-- Opening Marker --

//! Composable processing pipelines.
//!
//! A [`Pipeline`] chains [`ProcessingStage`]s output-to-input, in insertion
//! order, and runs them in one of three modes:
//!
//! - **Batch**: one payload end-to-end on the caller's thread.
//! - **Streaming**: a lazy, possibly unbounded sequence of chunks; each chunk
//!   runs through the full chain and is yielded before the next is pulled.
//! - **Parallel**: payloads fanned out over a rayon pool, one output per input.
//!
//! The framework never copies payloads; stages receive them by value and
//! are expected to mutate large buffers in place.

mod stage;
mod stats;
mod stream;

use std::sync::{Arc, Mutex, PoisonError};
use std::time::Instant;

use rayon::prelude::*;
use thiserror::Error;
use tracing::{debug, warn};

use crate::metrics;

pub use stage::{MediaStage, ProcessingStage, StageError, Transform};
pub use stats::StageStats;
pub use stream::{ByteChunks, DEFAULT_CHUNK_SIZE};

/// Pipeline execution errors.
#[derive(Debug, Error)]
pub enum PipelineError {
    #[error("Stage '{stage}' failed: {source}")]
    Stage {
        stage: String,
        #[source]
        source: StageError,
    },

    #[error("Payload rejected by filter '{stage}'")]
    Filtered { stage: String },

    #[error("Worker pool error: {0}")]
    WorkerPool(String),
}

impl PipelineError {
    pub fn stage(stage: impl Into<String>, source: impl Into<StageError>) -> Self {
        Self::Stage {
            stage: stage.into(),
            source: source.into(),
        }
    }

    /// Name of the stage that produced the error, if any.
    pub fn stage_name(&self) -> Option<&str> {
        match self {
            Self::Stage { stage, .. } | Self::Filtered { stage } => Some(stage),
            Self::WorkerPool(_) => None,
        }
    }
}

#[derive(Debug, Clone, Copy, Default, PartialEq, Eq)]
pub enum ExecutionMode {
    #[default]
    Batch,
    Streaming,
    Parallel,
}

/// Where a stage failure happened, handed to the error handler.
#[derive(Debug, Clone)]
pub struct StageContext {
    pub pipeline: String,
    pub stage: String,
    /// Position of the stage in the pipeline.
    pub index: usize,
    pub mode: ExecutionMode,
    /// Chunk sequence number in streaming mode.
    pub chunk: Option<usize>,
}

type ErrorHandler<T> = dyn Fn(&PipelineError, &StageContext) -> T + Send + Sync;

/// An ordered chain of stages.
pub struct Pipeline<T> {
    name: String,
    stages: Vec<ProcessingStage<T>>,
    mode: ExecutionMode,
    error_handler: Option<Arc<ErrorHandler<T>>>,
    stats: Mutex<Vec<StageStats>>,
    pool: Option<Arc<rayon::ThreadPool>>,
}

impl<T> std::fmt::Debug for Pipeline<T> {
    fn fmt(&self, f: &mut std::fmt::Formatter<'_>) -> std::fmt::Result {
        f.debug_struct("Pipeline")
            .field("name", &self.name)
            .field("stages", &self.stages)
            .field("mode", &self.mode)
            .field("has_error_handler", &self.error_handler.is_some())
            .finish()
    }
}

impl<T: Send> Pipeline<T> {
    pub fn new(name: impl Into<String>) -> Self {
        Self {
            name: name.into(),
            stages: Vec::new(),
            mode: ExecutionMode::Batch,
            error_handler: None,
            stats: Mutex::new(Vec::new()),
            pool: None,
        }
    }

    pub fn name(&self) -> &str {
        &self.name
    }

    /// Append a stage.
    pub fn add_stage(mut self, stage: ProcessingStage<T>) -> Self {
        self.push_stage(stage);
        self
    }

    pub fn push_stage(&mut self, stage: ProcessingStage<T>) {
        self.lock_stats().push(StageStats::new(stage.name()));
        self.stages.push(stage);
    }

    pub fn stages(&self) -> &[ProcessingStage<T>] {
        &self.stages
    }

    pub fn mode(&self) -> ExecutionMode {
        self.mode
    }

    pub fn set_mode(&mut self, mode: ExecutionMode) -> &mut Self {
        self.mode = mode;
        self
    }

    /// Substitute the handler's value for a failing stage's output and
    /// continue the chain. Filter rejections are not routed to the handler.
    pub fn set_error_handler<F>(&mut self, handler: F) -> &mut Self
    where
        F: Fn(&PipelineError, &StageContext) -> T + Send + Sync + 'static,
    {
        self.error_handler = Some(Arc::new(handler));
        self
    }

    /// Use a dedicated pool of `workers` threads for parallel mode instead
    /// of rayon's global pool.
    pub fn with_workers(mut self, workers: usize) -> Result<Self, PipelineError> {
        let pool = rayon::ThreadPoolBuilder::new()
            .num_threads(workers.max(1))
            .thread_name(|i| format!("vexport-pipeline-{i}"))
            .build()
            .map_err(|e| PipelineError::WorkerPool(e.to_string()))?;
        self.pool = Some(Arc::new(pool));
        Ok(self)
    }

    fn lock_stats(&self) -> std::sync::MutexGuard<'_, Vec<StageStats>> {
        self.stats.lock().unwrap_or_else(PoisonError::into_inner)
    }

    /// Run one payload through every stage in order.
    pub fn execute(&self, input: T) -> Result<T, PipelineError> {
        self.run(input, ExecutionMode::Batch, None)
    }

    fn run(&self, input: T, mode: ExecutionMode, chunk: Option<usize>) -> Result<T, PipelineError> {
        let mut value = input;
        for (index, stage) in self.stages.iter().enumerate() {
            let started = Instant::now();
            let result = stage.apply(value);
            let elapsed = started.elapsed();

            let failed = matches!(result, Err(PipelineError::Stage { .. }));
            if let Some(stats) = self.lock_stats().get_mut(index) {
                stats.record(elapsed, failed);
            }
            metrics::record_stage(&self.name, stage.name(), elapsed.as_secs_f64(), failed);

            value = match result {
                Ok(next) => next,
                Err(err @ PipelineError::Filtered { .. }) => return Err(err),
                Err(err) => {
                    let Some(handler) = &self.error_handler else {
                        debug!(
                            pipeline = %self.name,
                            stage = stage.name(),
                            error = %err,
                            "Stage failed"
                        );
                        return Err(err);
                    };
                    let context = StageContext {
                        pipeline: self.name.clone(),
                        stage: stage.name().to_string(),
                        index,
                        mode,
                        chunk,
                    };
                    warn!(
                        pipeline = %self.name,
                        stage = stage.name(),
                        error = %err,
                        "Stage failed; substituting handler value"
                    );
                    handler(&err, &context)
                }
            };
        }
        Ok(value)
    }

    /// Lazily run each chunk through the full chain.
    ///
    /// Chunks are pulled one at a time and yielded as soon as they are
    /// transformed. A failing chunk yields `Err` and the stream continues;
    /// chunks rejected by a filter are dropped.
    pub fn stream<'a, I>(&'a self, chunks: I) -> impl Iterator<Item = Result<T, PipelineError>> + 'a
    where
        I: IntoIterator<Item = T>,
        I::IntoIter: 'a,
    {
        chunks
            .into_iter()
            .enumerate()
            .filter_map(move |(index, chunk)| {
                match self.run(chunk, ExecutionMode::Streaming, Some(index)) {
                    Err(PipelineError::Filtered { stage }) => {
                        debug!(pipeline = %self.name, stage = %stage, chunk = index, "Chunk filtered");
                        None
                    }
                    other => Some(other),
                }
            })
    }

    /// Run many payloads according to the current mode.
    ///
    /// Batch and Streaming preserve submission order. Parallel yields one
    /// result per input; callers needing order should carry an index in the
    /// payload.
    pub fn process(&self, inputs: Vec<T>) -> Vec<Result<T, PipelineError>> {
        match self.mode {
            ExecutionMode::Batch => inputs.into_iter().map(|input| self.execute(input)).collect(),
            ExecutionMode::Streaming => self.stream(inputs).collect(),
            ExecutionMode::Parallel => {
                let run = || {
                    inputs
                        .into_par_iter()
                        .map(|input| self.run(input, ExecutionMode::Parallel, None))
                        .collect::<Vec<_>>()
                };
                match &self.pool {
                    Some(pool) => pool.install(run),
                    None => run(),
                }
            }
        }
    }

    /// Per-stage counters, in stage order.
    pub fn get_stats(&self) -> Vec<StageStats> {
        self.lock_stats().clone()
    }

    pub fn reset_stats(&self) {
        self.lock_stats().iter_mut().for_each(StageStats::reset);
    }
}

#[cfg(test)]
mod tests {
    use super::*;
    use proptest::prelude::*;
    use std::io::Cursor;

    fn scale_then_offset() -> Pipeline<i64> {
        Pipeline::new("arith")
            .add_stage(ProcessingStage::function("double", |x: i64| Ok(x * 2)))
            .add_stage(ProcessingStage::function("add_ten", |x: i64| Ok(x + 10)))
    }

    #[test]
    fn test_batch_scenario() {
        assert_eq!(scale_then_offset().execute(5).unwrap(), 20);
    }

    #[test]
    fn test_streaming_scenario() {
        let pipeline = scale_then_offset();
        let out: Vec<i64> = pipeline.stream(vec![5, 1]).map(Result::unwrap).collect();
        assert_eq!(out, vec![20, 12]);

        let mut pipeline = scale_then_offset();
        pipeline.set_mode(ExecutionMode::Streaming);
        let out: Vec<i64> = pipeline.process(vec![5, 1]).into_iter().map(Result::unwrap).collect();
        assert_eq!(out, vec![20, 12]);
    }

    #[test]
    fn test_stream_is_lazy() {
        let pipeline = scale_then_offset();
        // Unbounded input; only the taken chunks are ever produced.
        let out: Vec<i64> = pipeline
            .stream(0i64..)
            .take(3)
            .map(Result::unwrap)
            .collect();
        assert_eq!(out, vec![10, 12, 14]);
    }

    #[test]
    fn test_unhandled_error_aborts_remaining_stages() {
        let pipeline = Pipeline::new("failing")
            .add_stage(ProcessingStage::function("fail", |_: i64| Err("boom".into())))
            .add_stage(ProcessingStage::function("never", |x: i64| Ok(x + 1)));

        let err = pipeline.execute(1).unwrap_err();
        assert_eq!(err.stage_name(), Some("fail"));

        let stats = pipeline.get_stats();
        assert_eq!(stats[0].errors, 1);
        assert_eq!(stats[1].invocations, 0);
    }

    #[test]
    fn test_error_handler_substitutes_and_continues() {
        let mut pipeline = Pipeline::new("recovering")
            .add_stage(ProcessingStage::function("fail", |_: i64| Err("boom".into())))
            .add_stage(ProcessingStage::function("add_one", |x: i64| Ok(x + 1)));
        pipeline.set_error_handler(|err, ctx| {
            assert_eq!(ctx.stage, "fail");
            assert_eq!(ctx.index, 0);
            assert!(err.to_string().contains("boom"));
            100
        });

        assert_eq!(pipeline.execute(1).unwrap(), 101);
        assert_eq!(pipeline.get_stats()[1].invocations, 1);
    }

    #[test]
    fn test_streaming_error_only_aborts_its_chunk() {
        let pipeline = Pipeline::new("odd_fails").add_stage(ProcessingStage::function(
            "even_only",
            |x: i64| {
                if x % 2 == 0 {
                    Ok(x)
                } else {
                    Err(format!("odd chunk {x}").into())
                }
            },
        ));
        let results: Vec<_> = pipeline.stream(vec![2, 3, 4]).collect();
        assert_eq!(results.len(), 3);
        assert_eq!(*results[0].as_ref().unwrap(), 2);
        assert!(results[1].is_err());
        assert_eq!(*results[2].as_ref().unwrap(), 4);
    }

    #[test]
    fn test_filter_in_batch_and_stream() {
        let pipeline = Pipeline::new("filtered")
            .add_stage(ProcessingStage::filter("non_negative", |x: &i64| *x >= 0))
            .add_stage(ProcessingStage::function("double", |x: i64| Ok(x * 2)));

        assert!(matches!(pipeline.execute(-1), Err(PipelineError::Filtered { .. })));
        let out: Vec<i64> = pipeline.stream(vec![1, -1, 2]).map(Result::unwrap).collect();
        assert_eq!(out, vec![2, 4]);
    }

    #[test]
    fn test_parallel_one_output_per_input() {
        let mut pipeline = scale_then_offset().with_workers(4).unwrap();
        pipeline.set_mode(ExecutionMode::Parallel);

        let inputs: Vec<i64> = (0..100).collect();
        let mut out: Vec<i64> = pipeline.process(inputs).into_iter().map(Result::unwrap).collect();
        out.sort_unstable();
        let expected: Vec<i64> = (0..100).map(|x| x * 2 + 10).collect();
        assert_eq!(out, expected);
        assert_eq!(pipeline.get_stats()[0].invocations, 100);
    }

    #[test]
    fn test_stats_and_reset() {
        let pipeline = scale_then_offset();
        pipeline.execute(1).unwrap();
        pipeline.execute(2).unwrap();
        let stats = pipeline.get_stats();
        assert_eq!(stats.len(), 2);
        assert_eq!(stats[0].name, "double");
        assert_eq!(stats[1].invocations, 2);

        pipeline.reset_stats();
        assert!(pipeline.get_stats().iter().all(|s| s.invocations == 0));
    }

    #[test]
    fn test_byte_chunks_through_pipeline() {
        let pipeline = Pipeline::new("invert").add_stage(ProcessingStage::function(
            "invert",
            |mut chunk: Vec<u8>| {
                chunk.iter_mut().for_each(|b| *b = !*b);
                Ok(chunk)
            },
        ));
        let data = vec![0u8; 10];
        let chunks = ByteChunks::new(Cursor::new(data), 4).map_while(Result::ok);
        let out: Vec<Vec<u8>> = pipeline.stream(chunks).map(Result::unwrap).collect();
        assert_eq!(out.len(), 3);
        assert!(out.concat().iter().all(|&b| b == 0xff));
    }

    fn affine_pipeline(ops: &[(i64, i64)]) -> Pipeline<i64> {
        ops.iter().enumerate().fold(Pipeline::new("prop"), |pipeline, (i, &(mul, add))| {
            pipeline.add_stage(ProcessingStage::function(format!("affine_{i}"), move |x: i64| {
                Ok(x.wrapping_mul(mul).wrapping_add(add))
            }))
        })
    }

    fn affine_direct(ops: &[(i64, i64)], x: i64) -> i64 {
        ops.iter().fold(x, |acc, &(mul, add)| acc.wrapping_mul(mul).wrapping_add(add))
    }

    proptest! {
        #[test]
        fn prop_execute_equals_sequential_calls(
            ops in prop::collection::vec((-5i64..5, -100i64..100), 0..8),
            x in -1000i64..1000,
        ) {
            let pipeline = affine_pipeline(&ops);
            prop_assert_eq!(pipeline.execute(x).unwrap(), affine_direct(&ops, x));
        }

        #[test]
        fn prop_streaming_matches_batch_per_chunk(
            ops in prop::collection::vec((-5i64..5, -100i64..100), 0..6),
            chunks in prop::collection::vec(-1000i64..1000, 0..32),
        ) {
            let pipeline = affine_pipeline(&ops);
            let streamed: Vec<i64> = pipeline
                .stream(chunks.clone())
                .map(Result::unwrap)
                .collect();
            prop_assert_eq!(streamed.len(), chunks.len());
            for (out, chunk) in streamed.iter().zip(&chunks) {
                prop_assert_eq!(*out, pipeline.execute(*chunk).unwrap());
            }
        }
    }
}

-- Closing Marker --

→ **GOAL OF THE EXERCISE**: Look over the listing above. Pick out and copy every line that includes "ByteChunks".

→ **FINAL ANSWER**:
pub use stream::{ByteChunks, DEFAULT_CHUNK_SIZE};
        let chunks = ByteChunks::new(Cursor::new(data), 4).map_while(Result::ok);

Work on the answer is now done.